The symbols for Ceres and Pallas, as published in 1802

Pallas is an epithet of the Greek goddess Athena (Παλλάς Ἀθηνᾶ). In some versions of the myth, Athena accidentally killed Pallas, daughter of Triton, then adopted her friend's name out of mourning.

The adjectival form of the name is Palladian. The d is part of the oblique stem of the Greek name, which appears before a vowel but disappears before the nominative ending -s.
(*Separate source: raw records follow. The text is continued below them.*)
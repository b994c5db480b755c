//! Large ore veins, resolved independently of the density field.

use strata_utils::math::clamped_map;
use strata_utils::noise::DoublePerlinNoise;
use strata_utils::random::{PositionalRandom, Random, RandomSplitter};

use crate::config::VeinFamily;
use crate::material::MaterialId;

/// Veininess magnitude required for vein membership.
const VEIN_MEMBERSHIP: f64 = 0.4;
/// Blocks over which veins fade near their family's Y bounds.
const BOUNDARY_FADE_BLOCKS: f64 = 20.0;
/// Fade penalty at the exact boundary.
const BOUNDARY_FADE_MIN: f64 = -0.2;
/// Fraction of candidate cells skipped outright.
const SKIP_CHANCE: f32 = 0.7;
/// Ridge sum must sit below zero for ore.
const RIDGE_OFFSET: f64 = -0.08;
/// Veininess range mapped onto the ore chance.
const ORE_CHANCE_MIN: f64 = 0.1;
const ORE_CHANCE_MAX: f64 = 0.3;
/// Gap noise above this keeps the cell mineral-bearing.
const GAP_CUTOFF: f64 = -0.3;
/// Chance that a placed ore upgrades to the raw-ore block.
const RAW_ORE_CHANCE: f32 = 0.02;
/// Sampling scales.
const VEININESS_SCALE: f64 = 1.5;
const RIDGE_SCALE: f64 = 4.0;

/// The vein noise set, built once per world.
pub struct OreVeinNoises {
    veininess: DoublePerlinNoise,
    ridge_a: DoublePerlinNoise,
    ridge_b: DoublePerlinNoise,
    gap: DoublePerlinNoise,
}

impl OreVeinNoises {
    /// Builds the vein noises from the world splitter.
    #[must_use]
    pub fn new(splitter: &RandomSplitter) -> Self {
        Self {
            veininess: DoublePerlinNoise::create(splitter, "ore_veininess", -8, &[1.0]),
            ridge_a: DoublePerlinNoise::create(splitter, "ore_vein_a", -7, &[1.0]),
            ridge_b: DoublePerlinNoise::create(splitter, "ore_vein_b", -7, &[1.0]),
            gap: DoublePerlinNoise::create(splitter, "ore_gap", -5, &[1.0]),
        }
    }
}

/// Per-chunk vein sampler.
pub struct OreVeinSampler<'a> {
    noises: &'a OreVeinNoises,
    splitter: RandomSplitter,
    shallow: &'a VeinFamily,
    deep: &'a VeinFamily,
}

impl<'a> OreVeinSampler<'a> {
    /// Creates a sampler over the two configured families.
    #[must_use]
    pub fn new(
        noises: &'a OreVeinNoises,
        splitter: RandomSplitter,
        shallow: &'a VeinFamily,
        deep: &'a VeinFamily,
    ) -> Self {
        Self {
            noises,
            splitter,
            shallow,
            deep,
        }
    }

    /// Samples the vein at a position.
    ///
    /// `Some` replaces the would-be solid block with ore, the rare raw-ore
    /// block, or the family's filler stone; `None` leaves the base stone.
    #[must_use]
    pub fn sample(&self, x: i32, y: i32, z: i32) -> Option<MaterialId> {
        let veininess = self.noises.veininess.sample(
            f64::from(x) * VEININESS_SCALE,
            f64::from(y) * VEININESS_SCALE,
            f64::from(z) * VEININESS_SCALE,
        );

        // Sign picks the family, magnitude the vein body.
        let family = if veininess > 0.0 {
            self.shallow
        } else {
            self.deep
        };

        if y < family.min_y || y > family.max_y {
            return None;
        }

        let dist_to_min = f64::from(y - family.min_y);
        let dist_to_max = f64::from(family.max_y - y);
        let boundary_fade = clamped_map(
            dist_to_min.min(dist_to_max),
            0.0,
            BOUNDARY_FADE_BLOCKS,
            BOUNDARY_FADE_MIN,
            0.0,
        );

        let magnitude = veininess.abs();
        if magnitude + boundary_fade < VEIN_MEMBERSHIP {
            return None;
        }

        let mut random = self.splitter.at(x, y, z);
        if random.next_f32() > SKIP_CHANCE {
            return None;
        }

        let ridged = RIDGE_OFFSET
            + self
                .noises
                .ridge_a
                .sample(
                    f64::from(x) * RIDGE_SCALE,
                    f64::from(y) * RIDGE_SCALE,
                    f64::from(z) * RIDGE_SCALE,
                )
                .abs()
                .max(
                    self.noises
                        .ridge_b
                        .sample(
                            f64::from(x) * RIDGE_SCALE,
                            f64::from(y) * RIDGE_SCALE,
                            f64::from(z) * RIDGE_SCALE,
                        )
                        .abs(),
                );
        if ridged >= 0.0 {
            return None;
        }

        let ore_chance = clamped_map(
            magnitude,
            VEIN_MEMBERSHIP,
            0.6,
            ORE_CHANCE_MIN,
            ORE_CHANCE_MAX,
        ) as f32;

        if random.next_f32() < ore_chance
            && self
                .noises
                .gap
                .sample(f64::from(x), f64::from(y), f64::from(z))
                > GAP_CUTOFF
        {
            return if random.next_f32() < RAW_ORE_CHANCE {
                Some(family.raw_ore)
            } else if y < 0 {
                Some(family.deep_ore)
            } else {
                Some(family.ore)
            };
        }

        Some(family.filler)
    }
}

#[cfg(test)]
mod tests {
    use super::*;
    use strata_utils::random::Xoroshiro;

    fn families() -> (VeinFamily, VeinFamily) {
        (
            VeinFamily {
                ore: MaterialId(10),
                deep_ore: MaterialId(11),
                raw_ore: MaterialId(12),
                filler: MaterialId(13),
                min_y: 0,
                max_y: 50,
            },
            VeinFamily {
                ore: MaterialId(20),
                deep_ore: MaterialId(21),
                raw_ore: MaterialId(22),
                filler: MaterialId(23),
                min_y: -60,
                max_y: -8,
            },
        )
    }

    fn noises() -> OreVeinNoises {
        let mut rng = Xoroshiro::from_seed(12345);
        let splitter = rng.next_positional();
        OreVeinNoises::new(&splitter)
    }

    #[test]
    fn test_no_vein_outside_family_ranges() {
        let noises = noises();
        let mut rng = Xoroshiro::from_seed(777);
        let splitter = rng.next_positional();
        let (shallow, deep) = families();
        let sampler = OreVeinSampler::new(&noises, splitter, &shallow, &deep);

        // Y values outside both families can never produce a vein block.
        for y in [-64, -62, 51, 100, 200] {
            for x in 0..64 {
                for z in 0..8 {
                    assert_eq!(sampler.sample(x * 7, y, z * 13), None);
                }
            }
        }
    }

    #[test]
    fn test_determinism() {
        let noises = noises();
        let mut rng = Xoroshiro::from_seed(777);
        let splitter = rng.next_positional();
        let (shallow, deep) = families();
        let sampler = OreVeinSampler::new(&noises, splitter, &shallow, &deep);

        for x in 0..32 {
            for y in -60..-40 {
                let a = sampler.sample(x * 3, y, -x * 5);
                let b = sampler.sample(x * 3, y, -x * 5);
                assert_eq!(a, b);
            }
        }
    }

    #[test]
    fn test_vein_blocks_belong_to_one_family() {
        let noises = noises();
        let mut rng = Xoroshiro::from_seed(777);
        let splitter = rng.next_positional();
        let (shallow, deep) = families();
        let sampler = OreVeinSampler::new(&noises, splitter, &shallow, &deep);

        let shallow_set = [shallow.ore, shallow.deep_ore, shallow.raw_ore, shallow.filler];
        let deep_set = [deep.ore, deep.deep_ore, deep.raw_ore, deep.filler];

        let mut found = 0usize;
        for x in 0..400 {
            for y in (-60..50).step_by(3) {
                if let Some(material) = sampler.sample(x * 9, y, x * -4) {
                    found += 1;
                    let in_shallow = shallow_set.contains(&material);
                    let in_deep = deep_set.contains(&material);
                    assert!(in_shallow ^ in_deep, "vein material from exactly one family");
                    if in_shallow {
                        assert!((shallow.min_y..=shallow.max_y).contains(&y));
                    } else {
                        assert!((deep.min_y..=deep.max_y).contains(&y));
                    }
                }
            }
        }
        assert!(found > 0, "some vein blocks should appear over a large area");
    }
}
The oblique form is seen in the Italian and Russian names for the asteroid, Pallade and Паллада (Pallada). (Note: The one exception internationally to the use of the Greek stem for the name of the asteroid is Chinese, in which it is known as 智神星 (Zhìshénxīng), the 'wisdom-god star'.)
The stony-iron pallasite meteorites are not Palladian, being named instead after the German naturalist Peter Simon Pallas. The chemical element palladium, on the other hand, was named after the asteroid, which had been discovered just before the element.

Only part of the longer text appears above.